Skateboarders soar out of the concrete bowl beneath London’s Southbank Center, as they have done for the past 40 years, while hiphop beats stoke up the party atmosphere.
But this is no party — it’s a protest. These knights of the pavement are jousting with authorities to save one of the world’s most iconic skateparks from being converted into a stretch of chain stores and cafes.
“It’s world renowned. People literally come all the way from America or Europe just to see this place,” says Henry Edwards-Wood, 25, a professional skateboard cinematographer and spokesman for the “Long Live Southbank” campaign.
To support their campaign skateboarders held a three-day “jam” over the May bank holiday weekend and have launched an online petition which has gathered more than 28,000 names from across the globe.
And this clash between counterculture and consumerism is also going legal. Lawyers acting for the Long Live Southbank campaign have filed an application to protect it as a community space in the way that Britain’s famed village greens are sacred.
“This is a big tourist attraction for people who come to London. Who’s going to come here to see a Starbucks or another Wagamamas?” said Edwards-Wood, as skateboarders in hoodies and backwards baseball caps whizzed past.

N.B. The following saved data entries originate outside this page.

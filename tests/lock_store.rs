// tests/lock_store.rs

mod common;

use std::collections::BTreeMap;
use std::sync::Arc;

use reprodag::fs::RealFileSystem;
use reprodag::lock::{FileLockStore, LockEntry, LockStore, MemoryLockStore};
use tempfile::tempdir;

use crate::common::LOCK_FILE;

fn entry(cmd_hash: &str, out_digest: &str) -> LockEntry {
    LockEntry {
        cmd_hash: cmd_hash.to_string(),
        deps: BTreeMap::from([("data.csv".to_string(), "d".to_string())]),
        params: BTreeMap::from([("train.lr".to_string(), toml::Value::Float(0.01))]),
        outs: BTreeMap::from([("model.bin".to_string(), out_digest.to_string())]),
    }
}

/// The lines of the `[stage.<name>]` table and its sub-tables.
fn stage_block(text: &str, name: &str) -> String {
    let own = format!("[stage.{name}]");
    let nested = format!("[stage.{name}.");
    let mut inside = false;
    let mut lines = Vec::new();
    for line in text.lines() {
        if line.starts_with('[') {
            inside = line.starts_with(&own) || line.starts_with(&nested);
        }
        if inside && !line.trim().is_empty() {
            lines.push(line);
        }
    }
    lines.join("\n")
}

#[test]
fn put_rewrites_only_the_given_entry() {
    let dir = tempdir().unwrap();
    let path = dir.path().join(LOCK_FILE);
    let mut store = FileLockStore::new(Arc::new(RealFileSystem), &path);

    store.put("prepare", entry("p", "1")).unwrap();
    store.put("train", entry("t", "1")).unwrap();
    let before = std::fs::read_to_string(&path).unwrap();

    store.put("train", entry("t", "2")).unwrap();
    let after = std::fs::read_to_string(&path).unwrap();

    assert_ne!(before, after);
    assert_eq!(stage_block(&before, "prepare"), stage_block(&after, "prepare"));
    assert!(!stage_block(&after, "prepare").is_empty());
    assert_eq!(store.get("train").unwrap(), Some(entry("t", "2")));
}

#[test]
fn rendering_is_deterministic() {
    let dir = tempdir().unwrap();
    let fs = Arc::new(RealFileSystem);

    let a = dir.path().join("a.lock");
    let b = dir.path().join("b.lock");
    let mut first = FileLockStore::new(fs.clone(), &a);
    let mut second = FileLockStore::new(fs, &b);

    first.put("x", entry("1", "1")).unwrap();
    first.put("y", entry("2", "2")).unwrap();
    second.put("y", entry("2", "2")).unwrap();
    second.put("x", entry("1", "1")).unwrap();

    assert_eq!(
        std::fs::read_to_string(a).unwrap(),
        std::fs::read_to_string(b).unwrap()
    );
}

#[test]
fn lock_file_records_version_and_never_annotations() {
    let dir = tempdir().unwrap();
    let path = dir.path().join(LOCK_FILE);
    let mut store = FileLockStore::new(Arc::new(RealFileSystem), &path);
    store.put("train", entry("t", "1")).unwrap();

    let text = std::fs::read_to_string(&path).unwrap();
    assert!(text.starts_with("version = 1"));
    assert!(!text.contains("props"));

    let parsed: toml::Table = text.parse().unwrap();
    assert!(parsed["stage"]["train"].get("cmd_hash").is_some());
}

#[test]
fn missing_lock_reads_empty_and_is_not_created_by_remove_or_prune() {
    let dir = tempdir().unwrap();
    let path = dir.path().join(LOCK_FILE);
    let mut store = FileLockStore::new(Arc::new(RealFileSystem), &path);

    assert!(store.get("train").unwrap().is_none());
    assert!(!store.remove("train").unwrap());
    assert!(store.prune(&["train".to_string()]).unwrap().is_empty());
    assert!(!path.exists());
}

#[test]
fn memory_store_behaves_like_file_store() {
    let mut store = MemoryLockStore::new();
    store.put("a", entry("1", "1")).unwrap();
    store.put("b", entry("2", "2")).unwrap();

    assert!(store.remove("a").unwrap());
    assert!(!store.remove("a").unwrap());
    assert_eq!(store.prune(&[]).unwrap(), vec!["b".to_string()]);
    assert!(store.entries().is_empty());
}
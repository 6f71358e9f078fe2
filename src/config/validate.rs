// src/config/validate.rs

use std::collections::HashSet;

use crate::config::model::{normalize_path, PipelineFile, RawPipelineFile};
use crate::dag::{DependencyGraph, StageSpec};
use crate::errors::{ReprodagError, Result};

impl TryFrom<RawPipelineFile> for PipelineFile {
    type Error = crate::errors::ReprodagError;

    fn try_from(raw: RawPipelineFile) -> std::result::Result<Self, Self::Error> {
        validate_raw_pipeline(&raw)?;
        Ok(PipelineFile::new_unchecked(raw.config, raw.stage))
    }
}

/// Run every validation check against a raw declaration.
pub fn validate_raw_pipeline(cfg: &RawPipelineFile) -> Result<()> {
    ensure_has_stages(cfg)?;
    validate_global_config(cfg)?;
    validate_stages(cfg)?;
    validate_graph(cfg)?;
    Ok(())
}

fn ensure_has_stages(cfg: &RawPipelineFile) -> Result<()> {
    if cfg.stage.is_empty() {
        return Err(ReprodagError::ConfigError(
            "pipeline must contain at least one [stage.<name>] section".to_string(),
        ));
    }
    Ok(())
}

fn validate_global_config(cfg: &RawPipelineFile) -> Result<()> {
    if cfg.config.jobs == 0 {
        return Err(ReprodagError::ConfigError(
            "[config].jobs must be >= 1 (got 0)".to_string(),
        ));
    }

    if cfg.config.params_file.trim().is_empty() {
        return Err(ReprodagError::ConfigError(
            "[config].params_file must not be empty".to_string(),
        ));
    }

    Ok(())
}

fn validate_stages(cfg: &RawPipelineFile) -> Result<()> {
    for (name, stage) in cfg.stage.iter() {
        if name.trim().is_empty() || name.contains(char::is_whitespace) {
            return Err(ReprodagError::ConfigError(format!(
                "invalid stage name '{}': names must be non-empty and contain no whitespace",
                name
            )));
        }

        if stage.cmd.trim().is_empty() {
            return Err(ReprodagError::ConfigError(format!(
                "stage '{}' has an empty `cmd`",
                name
            )));
        }

        for dep in stage.deps.iter() {
            if normalize_path(dep) == "." {
                return Err(ReprodagError::ConfigError(format!(
                    "stage '{}' declares the pipeline root as a dependency",
                    name
                )));
            }
        }

        let mut seen = HashSet::new();
        for out in stage.outs.iter() {
            let path = normalize_path(&out.path);
            if path == "." || path.starts_with('/') || path.split('/').any(|c| c == "..") {
                return Err(ReprodagError::ConfigError(format!(
                    "stage '{}' has output '{}' outside the pipeline root",
                    name, out.path
                )));
            }
            if !seen.insert(path.clone()) {
                return Err(ReprodagError::ConfigError(format!(
                    "stage '{}' declares output '{}' more than once",
                    name, path
                )));
            }
        }

        for key in stage.params.iter() {
            if key.trim().is_empty() || key.split('.').any(str::is_empty) {
                return Err(ReprodagError::ConfigError(format!(
                    "stage '{}' has malformed param key '{}'",
                    name, key
                )));
            }
        }
    }
    Ok(())
}

fn validate_graph(cfg: &RawPipelineFile) -> Result<()> {
    let specs: Vec<StageSpec> = cfg
        .stage
        .iter()
        .map(|(name, stage)| StageSpec::from_config(name, stage))
        .collect();

    // Cycles and ambiguous producers surface here as structured errors.
    DependencyGraph::build(&specs)?;
    Ok(())
}
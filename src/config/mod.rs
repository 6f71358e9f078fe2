// src/config/mod.rs

//! Pipeline declaration loading and validation.
//!
//! Responsibilities:
//! - Define the TOML-backed data model (`model.rs`).
//! - Load a declaration and the params file from disk (`loader.rs`).
//! - Validate stages and graph correctness (`validate.rs`).

pub mod loader;
pub mod model;
pub mod validate;

pub use loader::{
    default_pipeline_path, load_and_validate, load_from_path, load_params, lock_path_for,
    lookup_param, parse_pipeline, pipeline_root,
};
pub use model::{
    normalize_path, ConfigSection, OutConfig, PipelineFile, RawPipelineFile, StageConfig,
};
pub use validate::validate_raw_pipeline;
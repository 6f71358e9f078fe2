// src/lock/file.rs

use std::path::{Path, PathBuf};
use std::sync::Arc;

use tracing::debug;

use crate::errors::Result;
use crate::fs::{write_atomic, FileSystem};
use crate::lock::{LockEntry, LockFile, LockStore};
use crate::types::StageName;

/// Lock entries stored in a TOML file next to the declaration.
///
/// Every operation reads the current file, so entries committed by an
/// earlier operation are always visible. A missing file behaves as an empty
/// lock; only `put` creates it.
#[derive(Debug, Clone)]
pub struct FileLockStore {
    fs: Arc<dyn FileSystem>,
    path: PathBuf,
}

impl FileLockStore {
    pub fn new(fs: Arc<dyn FileSystem>, path: impl Into<PathBuf>) -> Self {
        Self {
            fs,
            path: path.into(),
        }
    }

    pub fn path(&self) -> &Path {
        &self.path
    }

    /// The whole lock document, or `None` when the file does not exist.
    pub fn load(&self) -> Result<Option<LockFile>> {
        if !self.fs.exists(&self.path) {
            return Ok(None);
        }
        let contents = self.fs.read_to_string(&self.path)?;
        Ok(Some(LockFile::parse(&contents)?))
    }

    fn save(&self, lock: &LockFile) -> Result<()> {
        let rendered = lock.render()?;
        write_atomic(self.fs.as_ref(), &self.path, rendered.as_bytes())?;
        debug!(path = %self.path.display(), stages = lock.stage.len(), "wrote lock file");
        Ok(())
    }
}

impl LockStore for FileLockStore {
    fn get(&self, stage: &str) -> Result<Option<LockEntry>> {
        Ok(self
            .load()?
            .and_then(|mut lock| lock.stage.remove(stage)))
    }

    fn put(&mut self, stage: &str, entry: LockEntry) -> Result<()> {
        let mut lock = self.load()?.unwrap_or_default();
        lock.stage.insert(stage.to_string(), entry);
        self.save(&lock)
    }

    fn remove(&mut self, stage: &str) -> Result<bool> {
        let Some(mut lock) = self.load()? else {
            return Ok(false);
        };
        if lock.stage.remove(stage).is_none() {
            return Ok(false);
        }
        self.save(&lock)?;
        Ok(true)
    }

    fn prune(&mut self, active: &[StageName]) -> Result<Vec<StageName>> {
        let Some(mut lock) = self.load()? else {
            return Ok(Vec::new());
        };

        let stale: Vec<StageName> = lock
            .stage
            .keys()
            .filter(|name| !active.contains(name))
            .cloned()
            .collect();
        if stale.is_empty() {
            return Ok(stale);
        }

        for name in stale.iter() {
            lock.stage.remove(name);
        }
        self.save(&lock)?;
        debug!(pruned = ?stale, "pruned lock entries of undeclared stages");
        Ok(stale)
    }
}
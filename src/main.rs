// src/main.rs

use reprodag::{cli, logging, run};

#[tokio::main]
async fn main() {
    if let Err(err) = run_main().await {
        eprintln!("reprodag error: {err:?}");
        std::process::exit(1);
    }
}

async fn run_main() -> anyhow::Result<()> {
    let args = cli::parse();
    logging::init_logging(args.log_level)?;
    run(args).await?;
    Ok(())
}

The dingy “undercroft” where the skateboarders are based sits beneath the brutalist Southbank Center on the River Thames, home to renowned arts venues such as the Hayward Art Gallery, the Queen Elizabeth Hall, and Purcell Room.

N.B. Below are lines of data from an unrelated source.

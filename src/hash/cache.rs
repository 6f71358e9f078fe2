// src/hash/cache.rs

use std::collections::HashMap;
use std::path::{Path, PathBuf};

use tracing::debug;

use crate::errors::Result;
use crate::fs::FileSystem;
use crate::hash::compute_file_hash;

/// In-memory cache of file hashes for one reproduce run.
///
/// A dependency shared by several stages is read once. Paths rewritten by a
/// stage must be invalidated before they are hashed again.
#[derive(Debug, Default)]
pub struct HashCache {
    hashes: HashMap<PathBuf, String>,
}

impl HashCache {
    pub fn new() -> Self {
        Self {
            hashes: HashMap::new(),
        }
    }

    /// Get the hash for a file, computing and caching it if necessary.
    pub fn get_or_compute(&mut self, fs: &dyn FileSystem, path: &Path) -> Result<String> {
        if let Some(hash) = self.hashes.get(path) {
            return Ok(hash.clone());
        }

        debug!("cache miss: computing hash for {:?}", path);
        let hash = compute_file_hash(fs, path)?;
        self.hashes.insert(path.to_path_buf(), hash.clone());
        Ok(hash)
    }

    /// Drop every cached hash at or below `path` (a file or a directory).
    pub fn invalidate(&mut self, path: &Path) {
        let before = self.hashes.len();
        self.hashes.retain(|p, _| !p.starts_with(path));
        if self.hashes.len() < before {
            debug!(removed = before - self.hashes.len(), "invalidated cache for {:?}", path);
        }
    }

    pub fn len(&self) -> usize {
        self.hashes.len()
    }

    pub fn is_empty(&self) -> bool {
        self.hashes.is_empty()
    }
}
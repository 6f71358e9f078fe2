// src/dag/mod.rs

//! Stage graph and per-run scheduling.
//!
//! - [`stage`] holds the execution-side `StageSpec`.
//! - [`graph`] builds the dependency graph from declared paths.
//! - [`scheduler`] is the per-run state machine deciding which stages are
//!   ready and which get skipped after a failure.
//! - [`stage_info`] and [`state_manager`] hold per-run state and its
//!   transitions.
//! - [`pipeline`] ties a loaded declaration to its specs and graph.

pub mod graph;
pub mod pipeline;
pub mod scheduler;
pub mod scheduler_step;
pub mod stage;
pub mod stage_info;
pub mod state_manager;

pub use graph::DependencyGraph;
pub use pipeline::Pipeline;
pub use scheduler::Scheduler;
pub use scheduler_step::SchedulerStep;
pub use stage::{DepSpec, OutSpec, StageSpec};
pub use stage_info::{Resolution, StageRunState};
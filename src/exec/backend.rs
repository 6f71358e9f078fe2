// src/exec/backend.rs

//! Pluggable executor backend abstraction.
//!
//! The reproducer talks to an `ExecutorBackend` instead of spawning
//! processes itself. Production uses [`ShellExecutor`]; tests can provide a
//! backend that records which stages ran and writes their outputs directly.
//!
//! [`ShellExecutor`]: super::shell::ShellExecutor

use std::future::Future;
use std::path::PathBuf;
use std::pin::Pin;

use crate::errors::Result;
use crate::types::{StageName, StageOutcome};

/// One stage command handed to a backend.
#[derive(Debug, Clone, PartialEq, Eq)]
pub struct StageJob {
    pub stage: StageName,
    pub cmd: String,
    /// Directory the command runs in (the pipeline root).
    pub workdir: PathBuf,
}

/// Future returned by [`ExecutorBackend::run_stage`].
pub type StageFuture = Pin<Box<dyn Future<Output = Result<StageOutcome>> + Send + 'static>>;

/// Trait abstracting how stage commands are executed.
///
/// The returned future must not borrow the backend, so the reproducer can
/// drive several stages at once on a `JoinSet`.
pub trait ExecutorBackend: Send + Sync {
    /// Run the command of `job` to completion.
    ///
    /// A command that ran and exited non-zero is `Ok(StageOutcome::Failed)`;
    /// `Err` is reserved for failures to run it at all.
    fn run_stage(&self, job: StageJob) -> StageFuture;
}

In the 1970s it became the birthplace of skateboarding in Britain and has since won a name as a mecca for skaters around the globe, featuring in numerous videos and in the best-selling computer game Tony Hawk’s Pro Skater 4.
It has also provided a refuge for BMXers and graffiti artists.

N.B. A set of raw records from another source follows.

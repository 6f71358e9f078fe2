// src/fs/mod.rs

use std::fmt::Debug;
use std::fs;
use std::io::{Read, Write};
use std::path::{Path, PathBuf};

use anyhow::{Context, Result};

pub mod mock;

/// Abstract filesystem interface.
pub trait FileSystem: Send + Sync + Debug {
    fn read_to_string(&self, path: &Path) -> Result<String>;
    fn open_read(&self, path: &Path) -> Result<Box<dyn Read + Send>>;
    fn write(&self, path: &Path, contents: &[u8]) -> Result<()>;
    fn rename(&self, from: &Path, to: &Path) -> Result<()>;
    /// Remove a file, or a directory and everything below it.
    /// Removing a path that does not exist is not an error.
    fn remove_path(&self, path: &Path) -> Result<()>;
    fn exists(&self, path: &Path) -> bool;
    fn is_file(&self, path: &Path) -> bool;
    fn is_dir(&self, path: &Path) -> bool;

    /// Return a list of entries in a directory.
    /// Returns full paths.
    fn read_dir(&self, path: &Path) -> Result<Vec<PathBuf>>;
}

/// Implementation that uses `std::fs`.
#[derive(Debug, Clone, Default)]
pub struct RealFileSystem;

impl FileSystem for RealFileSystem {
    fn read_to_string(&self, path: &Path) -> Result<String> {
        fs::read_to_string(path).with_context(|| format!("reading file {:?}", path))
    }

    fn open_read(&self, path: &Path) -> Result<Box<dyn Read + Send>> {
        let file = fs::File::open(path).with_context(|| format!("opening file {:?}", path))?;
        Ok(Box::new(file))
    }

    fn write(&self, path: &Path, contents: &[u8]) -> Result<()> {
        if let Some(parent) = path.parent() {
            if !parent.as_os_str().is_empty() {
                fs::create_dir_all(parent)
                    .with_context(|| format!("creating dir {:?}", parent))?;
            }
        }
        let mut file = fs::File::create(path).with_context(|| format!("creating file {:?}", path))?;
        file.write_all(contents).with_context(|| format!("writing to file {:?}", path))?;
        file.flush()?;
        Ok(())
    }

    fn rename(&self, from: &Path, to: &Path) -> Result<()> {
        fs::rename(from, to).with_context(|| format!("renaming {:?} to {:?}", from, to))
    }

    fn remove_path(&self, path: &Path) -> Result<()> {
        let meta = match fs::symlink_metadata(path) {
            Ok(meta) => meta,
            Err(e) if e.kind() == std::io::ErrorKind::NotFound => return Ok(()),
            Err(e) => return Err(e).with_context(|| format!("inspecting {:?}", path)),
        };
        if meta.is_dir() {
            fs::remove_dir_all(path).with_context(|| format!("removing dir {:?}", path))
        } else {
            fs::remove_file(path).with_context(|| format!("removing file {:?}", path))
        }
    }

    fn exists(&self, path: &Path) -> bool {
        path.exists()
    }

    fn is_file(&self, path: &Path) -> bool {
        path.is_file()
    }

    fn is_dir(&self, path: &Path) -> bool {
        path.is_dir()
    }

    fn read_dir(&self, path: &Path) -> Result<Vec<PathBuf>> {
        let mut entries = Vec::new();
        for entry in fs::read_dir(path).with_context(|| format!("reading dir {:?}", path))? {
            let entry = entry?;
            entries.push(entry.path());
        }
        Ok(entries)
    }
}

/// Replace `path` with `contents` via a sibling temp file and a rename, so
/// readers never observe a half-written file.
pub fn write_atomic(fs: &dyn FileSystem, path: &Path, contents: &[u8]) -> Result<()> {
    let file_name = path
        .file_name()
        .map(|n| n.to_string_lossy().into_owned())
        .unwrap_or_default();
    let temp = path.with_file_name(format!(".{file_name}.tmp"));

    fs.write(&temp, contents)?;
    fs.rename(&temp, path)
}

/// Collect every file below `dir`, as paths relative to `dir`, sorted by
/// their forward-slash string form.
pub fn walk_files(fs: &dyn FileSystem, dir: &Path) -> Result<Vec<String>> {
    let mut out = Vec::new();
    walk_into(fs, dir, "", &mut out)?;
    out.sort();
    Ok(out)
}

fn walk_into(fs: &dyn FileSystem, dir: &Path, prefix: &str, out: &mut Vec<String>) -> Result<()> {
    for entry in fs.read_dir(dir)? {
        let Some(name) = entry.file_name().map(|n| n.to_string_lossy().into_owned()) else {
            continue;
        };
        let rel = if prefix.is_empty() {
            name
        } else {
            format!("{prefix}/{name}")
        };

        if fs.is_dir(&entry) {
            walk_into(fs, &entry, &rel, out)?;
        } else {
            out.push(rel);
        }
    }
    Ok(())
}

Earlier this year, however, the Southbank Center unveiled plans for a new Festival Wing which would involve the destruction of the undercroft and the building of a new skatepark under a nearby bridge.
The £ 120 million ($ 186 million) facelift includes new space for performances and exhibitions and has special arts facilities for young people.
Southbank Center Director Mike McCart says the spot now colonized by the skateboarders is a prime location for cafes and restaurants — the rent from which would fund the plan.
“If we’re unable to use commercial retail in this location it would fundamentally undermine the project as a whole,” he said.
McCart said the proposed new site under the Hungerford Bridge about 200 meters (yards) along the river would be the same size and area as the current spot.
“We’ve kept it absolutely raw, so it’s a found space very similar to the ones the skaters inherited in the Seventies.”
The leader of Lambeth council, Lib Peck, said they would “like to see skateboarding kept on the South Bank.”
“We are confident that a satisfactory solution can be found,” Peck said.
But the Southbank skaters are not giving up without a fight.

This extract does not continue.